Saturday, January 30, 2010

How Tradeshows Manage Risk (originally published 1/13/09)

How long should a product development cycle be? 12 months? Six? The reality is that some innovations will take years to be commercialized and some can be commercialized in weeks. That we learn to commercialize quicker is a necessary but not sufficient factor. It is also necessary make sure we are working the timeline from the end to the beginning. The end is defined as when you go to market. The controlling variables are 1) that the market is ripe for the introduction of a certain innovation; and 2) that the market is introduced to the innovation in a way that the market can understand and absorb it. The former is largely informed by market research, and the latter is largely determined by the pulse of the industry.


The pulse of an industry is thus best understood from the end to beginning. The pulse of the housewares industry's biggest beat is once a year during the holiday period. In order for buyers and planners to have inventory on hand timely, they need the merchandisers to have finalized their plans at least six months earlier, in late spring. Maybe earlier. In order for merchandisers to make their decisions timely, they need to decide amongst the various producers' product ranges before that. And they count on the producers to have done their market research, and that the results of their homework correlate to what the merchandisers see coming. The final step in the producer's market research is the context-specific reality check of showing the stuff to the merchandisers. What are the merchants going to devote their open to buy to? It behooves the producers to get as early a read as possible. So they present as broad range at the earliest industry show possible. Based on the reaction, they adjust and/or cull. Then do it again. By the time the biggest industry shows occur, most of the producer's ranges have been set in stone using the freshest data and the merchant's decisions for Fall have already been made and submitted to their buyers and planners.

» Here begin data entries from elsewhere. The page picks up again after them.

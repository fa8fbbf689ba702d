//! Observability and Metrics
//!
//! Counters for monitoring the stream transport: connections, packets read
//! and dispatched, and the failures each layer absorbs without stopping.
//!
//! Uses atomic counters for thread-safe metrics collection. One `Metrics`
//! instance is shared as `Arc<Metrics>` by the acceptor, every receiver and
//! the dispatch workers of a server.

use std::sync::atomic::{AtomicU64, Ordering};
use std::time::Instant;
use tracing::{debug, info};

/// Metrics collector for transport operations
#[derive(Debug)]
pub struct Metrics {
    /// Total connections accepted
    pub connections_total: AtomicU64,
    /// Currently open connections
    pub connections_active: AtomicU64,
    /// Packets read off connections
    pub packets_received: AtomicU64,
    /// Packets handed to the packet handler
    pub packets_dispatched: AtomicU64,
    /// Payload bytes read off connections
    pub bytes_received: AtomicU64,
    /// Packet handler failures and panics
    pub handler_errors: AtomicU64,
    /// Receivers that ended on a read failure
    pub connection_errors: AtomicU64,
    /// Failed accept attempts
    pub accept_errors: AtomicU64,
    /// Communication errors reported for identified peers
    pub communication_errors: AtomicU64,
    start_time: Instant,
}

impl Metrics {
    pub fn new() -> Self {
        Self {
            connections_total: AtomicU64::new(0),
            connections_active: AtomicU64::new(0),
            packets_received: AtomicU64::new(0),
            packets_dispatched: AtomicU64::new(0),
            bytes_received: AtomicU64::new(0),
            handler_errors: AtomicU64::new(0),
            connection_errors: AtomicU64::new(0),
            accept_errors: AtomicU64::new(0),
            communication_errors: AtomicU64::new(0),
            start_time: Instant::now(),
        }
    }

    /// Record a new connection
    pub fn connection_established(&self) {
        self.connections_total.fetch_add(1, Ordering::Relaxed);
        self.connections_active.fetch_add(1, Ordering::Relaxed);
    }

    /// Record a connection closed
    pub fn connection_closed(&self) {
        self.connections_active.fetch_sub(1, Ordering::Relaxed);
    }

    /// Record a packet read off a connection
    pub fn packet_received(&self, byte_count: u64) {
        self.packets_received.fetch_add(1, Ordering::Relaxed);
        self.bytes_received.fetch_add(byte_count, Ordering::Relaxed);
    }

    /// Record a packet handled without error
    pub fn packet_dispatched(&self) {
        self.packets_dispatched.fetch_add(1, Ordering::Relaxed);
    }

    pub fn handler_error(&self) {
        self.handler_errors.fetch_add(1, Ordering::Relaxed);
    }

    pub fn connection_error(&self) {
        self.connection_errors.fetch_add(1, Ordering::Relaxed);
    }

    pub fn accept_error(&self) {
        self.accept_errors.fetch_add(1, Ordering::Relaxed);
    }

    pub fn communication_error(&self) {
        self.communication_errors.fetch_add(1, Ordering::Relaxed);
    }

    pub fn active_connections(&self) -> u64 {
        self.connections_active.load(Ordering::Relaxed)
    }

    /// Get current metrics snapshot
    pub fn snapshot(&self) -> MetricsSnapshot {
        MetricsSnapshot {
            connections_total: self.connections_total.load(Ordering::Relaxed),
            connections_active: self.connections_active.load(Ordering::Relaxed),
            packets_received: self.packets_received.load(Ordering::Relaxed),
            packets_dispatched: self.packets_dispatched.load(Ordering::Relaxed),
            bytes_received: self.bytes_received.load(Ordering::Relaxed),
            handler_errors: self.handler_errors.load(Ordering::Relaxed),
            connection_errors: self.connection_errors.load(Ordering::Relaxed),
            accept_errors: self.accept_errors.load(Ordering::Relaxed),
            communication_errors: self.communication_errors.load(Ordering::Relaxed),
            uptime_seconds: self.start_time.elapsed().as_secs(),
        }
    }

    /// Log current metrics
    pub fn log_metrics(&self) {
        let snapshot = self.snapshot();
        info!(
            connections_total = snapshot.connections_total,
            connections_active = snapshot.connections_active,
            packets_received = snapshot.packets_received,
            packets_dispatched = snapshot.packets_dispatched,
            bytes_received = snapshot.bytes_received,
            handler_errors = snapshot.handler_errors,
            connection_errors = snapshot.connection_errors,
            accept_errors = snapshot.accept_errors,
            communication_errors = snapshot.communication_errors,
            uptime_seconds = snapshot.uptime_seconds,
            "Transport metrics snapshot"
        );
    }
}

impl Default for Metrics {
    fn default() -> Self {
        Self::new()
    }
}

/// Snapshot of metrics at a point in time
#[derive(Debug, Clone, PartialEq, Eq)]
pub struct MetricsSnapshot {
    pub connections_total: u64,
    pub connections_active: u64,
    pub packets_received: u64,
    pub packets_dispatched: u64,
    pub bytes_received: u64,
    pub handler_errors: u64,
    pub connection_errors: u64,
    pub accept_errors: u64,
    pub communication_errors: u64,
    pub uptime_seconds: u64,
}

/// Timer for measuring operation duration, logged on drop
pub struct Timer {
    start: Instant,
    operation: &'static str,
}

impl Timer {
    /// Start timing an operation
    pub fn start(operation: &'static str) -> Self {
        Self {
            start: Instant::now(),
            operation,
        }
    }
}

impl Drop for Timer {
    fn drop(&mut self) {
        let duration = self.start.elapsed();
        debug!(
            operation = self.operation,
            duration_ms = duration.as_millis(),
            "Operation completed"
        );
    }
}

Why is this so important? Why are we beholden to the pulse of an industry, specifically the trade show cycle? Can't we introduce innovations anytime? We can, but we shouldn't. Because of risk. The main reason industries have a pulse is that it manages risk. The entire construct reduces risk for both the producer and the merchant. A show does not become important because of where it is, but when it is. We should avail ourselves of the inherent risk management opportunity afforded to us by the pulse of an industry by harmonizing the introduction of our innovations with it. This means planning to show our innovations at the earliest shows possible. This means that we look in our innovation pipeline and see what we can have ready by then. It doesn't matter if it has taken three years or will take only three months to commercialize something, it only matters whether it can be ready in time for the next heartbeat.